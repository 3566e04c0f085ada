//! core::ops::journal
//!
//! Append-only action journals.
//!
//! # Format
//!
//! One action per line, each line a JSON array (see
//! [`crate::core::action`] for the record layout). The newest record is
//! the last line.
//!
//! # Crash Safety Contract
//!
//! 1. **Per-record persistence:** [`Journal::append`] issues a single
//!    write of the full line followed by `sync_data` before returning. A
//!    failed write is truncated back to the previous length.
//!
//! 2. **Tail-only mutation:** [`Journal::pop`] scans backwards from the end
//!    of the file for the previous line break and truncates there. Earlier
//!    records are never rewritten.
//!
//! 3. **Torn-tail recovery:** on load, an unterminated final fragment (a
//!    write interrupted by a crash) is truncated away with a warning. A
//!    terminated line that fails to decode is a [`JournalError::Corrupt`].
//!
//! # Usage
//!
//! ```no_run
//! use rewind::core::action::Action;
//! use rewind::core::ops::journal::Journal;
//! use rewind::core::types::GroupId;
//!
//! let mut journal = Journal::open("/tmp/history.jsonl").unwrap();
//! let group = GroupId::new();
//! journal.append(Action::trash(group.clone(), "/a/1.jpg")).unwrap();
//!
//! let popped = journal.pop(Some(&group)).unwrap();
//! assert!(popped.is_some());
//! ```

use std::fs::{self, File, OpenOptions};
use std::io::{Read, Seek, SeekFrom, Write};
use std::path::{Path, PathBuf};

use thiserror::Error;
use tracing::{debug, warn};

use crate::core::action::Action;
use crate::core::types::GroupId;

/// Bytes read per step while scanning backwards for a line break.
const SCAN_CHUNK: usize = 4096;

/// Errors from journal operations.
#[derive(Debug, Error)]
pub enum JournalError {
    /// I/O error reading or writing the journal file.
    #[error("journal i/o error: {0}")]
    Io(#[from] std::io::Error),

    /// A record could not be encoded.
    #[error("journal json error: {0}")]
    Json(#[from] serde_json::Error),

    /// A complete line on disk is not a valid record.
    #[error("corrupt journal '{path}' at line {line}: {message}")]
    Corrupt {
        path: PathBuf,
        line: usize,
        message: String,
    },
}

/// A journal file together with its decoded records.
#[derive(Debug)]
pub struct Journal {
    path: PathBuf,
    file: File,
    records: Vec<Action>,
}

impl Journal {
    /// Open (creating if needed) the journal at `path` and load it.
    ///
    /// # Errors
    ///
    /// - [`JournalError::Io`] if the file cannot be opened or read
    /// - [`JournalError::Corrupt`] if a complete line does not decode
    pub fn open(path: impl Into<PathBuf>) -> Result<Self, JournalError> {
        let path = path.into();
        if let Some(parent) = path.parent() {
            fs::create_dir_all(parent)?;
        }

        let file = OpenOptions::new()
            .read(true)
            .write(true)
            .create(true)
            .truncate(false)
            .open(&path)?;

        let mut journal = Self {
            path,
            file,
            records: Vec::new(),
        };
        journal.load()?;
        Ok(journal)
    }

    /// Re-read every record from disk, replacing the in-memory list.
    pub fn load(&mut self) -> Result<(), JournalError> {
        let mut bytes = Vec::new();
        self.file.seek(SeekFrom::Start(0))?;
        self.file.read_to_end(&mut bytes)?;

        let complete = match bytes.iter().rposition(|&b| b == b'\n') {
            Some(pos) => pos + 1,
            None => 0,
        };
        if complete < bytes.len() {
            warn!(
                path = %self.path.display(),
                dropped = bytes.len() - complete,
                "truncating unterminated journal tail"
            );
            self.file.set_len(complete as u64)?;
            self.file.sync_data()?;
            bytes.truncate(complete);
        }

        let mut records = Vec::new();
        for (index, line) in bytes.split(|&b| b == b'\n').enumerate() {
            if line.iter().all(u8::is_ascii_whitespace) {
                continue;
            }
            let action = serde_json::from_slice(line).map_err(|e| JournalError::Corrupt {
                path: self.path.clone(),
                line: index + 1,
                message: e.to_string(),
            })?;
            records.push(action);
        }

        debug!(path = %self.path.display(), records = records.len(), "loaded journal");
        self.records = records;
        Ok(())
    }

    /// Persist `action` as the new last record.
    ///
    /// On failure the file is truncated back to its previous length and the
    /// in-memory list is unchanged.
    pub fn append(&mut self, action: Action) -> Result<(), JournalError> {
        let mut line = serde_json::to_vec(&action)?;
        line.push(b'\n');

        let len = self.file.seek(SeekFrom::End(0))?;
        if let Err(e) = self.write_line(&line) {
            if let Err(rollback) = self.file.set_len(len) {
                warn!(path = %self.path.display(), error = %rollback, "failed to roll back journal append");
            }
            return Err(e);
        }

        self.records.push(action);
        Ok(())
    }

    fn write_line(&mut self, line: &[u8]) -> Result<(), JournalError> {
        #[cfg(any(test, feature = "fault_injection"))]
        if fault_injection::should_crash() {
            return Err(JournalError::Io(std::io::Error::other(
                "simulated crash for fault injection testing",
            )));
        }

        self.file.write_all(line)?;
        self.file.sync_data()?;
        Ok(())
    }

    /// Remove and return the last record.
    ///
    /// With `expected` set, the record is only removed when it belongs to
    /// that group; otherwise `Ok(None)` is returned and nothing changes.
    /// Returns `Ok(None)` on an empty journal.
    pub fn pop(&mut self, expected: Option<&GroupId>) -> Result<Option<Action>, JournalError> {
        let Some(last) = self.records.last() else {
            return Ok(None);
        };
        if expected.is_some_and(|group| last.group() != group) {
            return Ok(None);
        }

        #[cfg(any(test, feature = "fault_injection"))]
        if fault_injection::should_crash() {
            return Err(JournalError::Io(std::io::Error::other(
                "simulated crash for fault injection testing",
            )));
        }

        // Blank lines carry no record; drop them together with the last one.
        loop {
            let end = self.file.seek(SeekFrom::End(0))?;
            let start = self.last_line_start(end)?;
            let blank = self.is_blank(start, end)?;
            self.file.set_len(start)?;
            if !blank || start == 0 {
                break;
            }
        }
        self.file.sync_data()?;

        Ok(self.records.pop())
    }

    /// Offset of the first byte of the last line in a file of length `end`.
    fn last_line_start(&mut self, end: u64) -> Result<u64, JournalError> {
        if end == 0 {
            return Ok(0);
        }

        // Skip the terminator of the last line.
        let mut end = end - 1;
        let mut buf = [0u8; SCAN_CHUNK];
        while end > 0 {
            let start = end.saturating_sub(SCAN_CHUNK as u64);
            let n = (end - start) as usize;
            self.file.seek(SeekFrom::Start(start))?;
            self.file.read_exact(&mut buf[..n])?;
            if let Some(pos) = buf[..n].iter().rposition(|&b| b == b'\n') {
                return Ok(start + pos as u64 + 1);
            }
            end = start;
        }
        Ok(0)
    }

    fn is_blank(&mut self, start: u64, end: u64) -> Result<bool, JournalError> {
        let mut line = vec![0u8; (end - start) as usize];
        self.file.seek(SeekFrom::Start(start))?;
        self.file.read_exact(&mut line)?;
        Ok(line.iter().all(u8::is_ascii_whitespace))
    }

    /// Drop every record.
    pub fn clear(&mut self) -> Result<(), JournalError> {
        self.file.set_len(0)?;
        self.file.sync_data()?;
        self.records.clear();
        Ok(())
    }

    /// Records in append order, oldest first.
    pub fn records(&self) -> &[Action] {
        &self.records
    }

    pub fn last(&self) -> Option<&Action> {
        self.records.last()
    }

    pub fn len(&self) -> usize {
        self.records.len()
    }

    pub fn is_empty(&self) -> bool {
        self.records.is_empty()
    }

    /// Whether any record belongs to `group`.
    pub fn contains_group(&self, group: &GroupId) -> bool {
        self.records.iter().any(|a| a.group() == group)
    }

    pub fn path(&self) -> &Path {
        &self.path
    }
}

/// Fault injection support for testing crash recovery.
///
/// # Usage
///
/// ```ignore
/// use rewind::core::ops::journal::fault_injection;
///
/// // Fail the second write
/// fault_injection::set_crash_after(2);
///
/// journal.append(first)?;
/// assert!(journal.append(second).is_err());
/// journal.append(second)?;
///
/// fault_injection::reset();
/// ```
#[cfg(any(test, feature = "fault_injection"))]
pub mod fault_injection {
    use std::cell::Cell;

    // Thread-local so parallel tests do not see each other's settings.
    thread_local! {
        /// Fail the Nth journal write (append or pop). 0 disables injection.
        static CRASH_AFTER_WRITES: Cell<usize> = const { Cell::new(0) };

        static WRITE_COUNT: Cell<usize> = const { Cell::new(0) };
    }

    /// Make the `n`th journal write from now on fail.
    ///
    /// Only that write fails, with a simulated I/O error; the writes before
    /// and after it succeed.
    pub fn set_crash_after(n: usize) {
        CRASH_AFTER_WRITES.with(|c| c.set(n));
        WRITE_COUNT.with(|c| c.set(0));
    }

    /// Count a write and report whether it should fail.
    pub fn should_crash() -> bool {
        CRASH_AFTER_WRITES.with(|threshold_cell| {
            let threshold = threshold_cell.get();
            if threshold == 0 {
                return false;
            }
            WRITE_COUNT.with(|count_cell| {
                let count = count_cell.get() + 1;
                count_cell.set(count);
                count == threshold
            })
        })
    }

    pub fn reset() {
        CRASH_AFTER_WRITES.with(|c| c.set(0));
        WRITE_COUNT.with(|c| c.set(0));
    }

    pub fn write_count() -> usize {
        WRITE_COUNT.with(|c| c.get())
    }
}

━━━━━━━━━━

TASK. Go through the lines of the material, counting those with the word "break"; afterward give only the total.

SOLVED EXERCISE. 3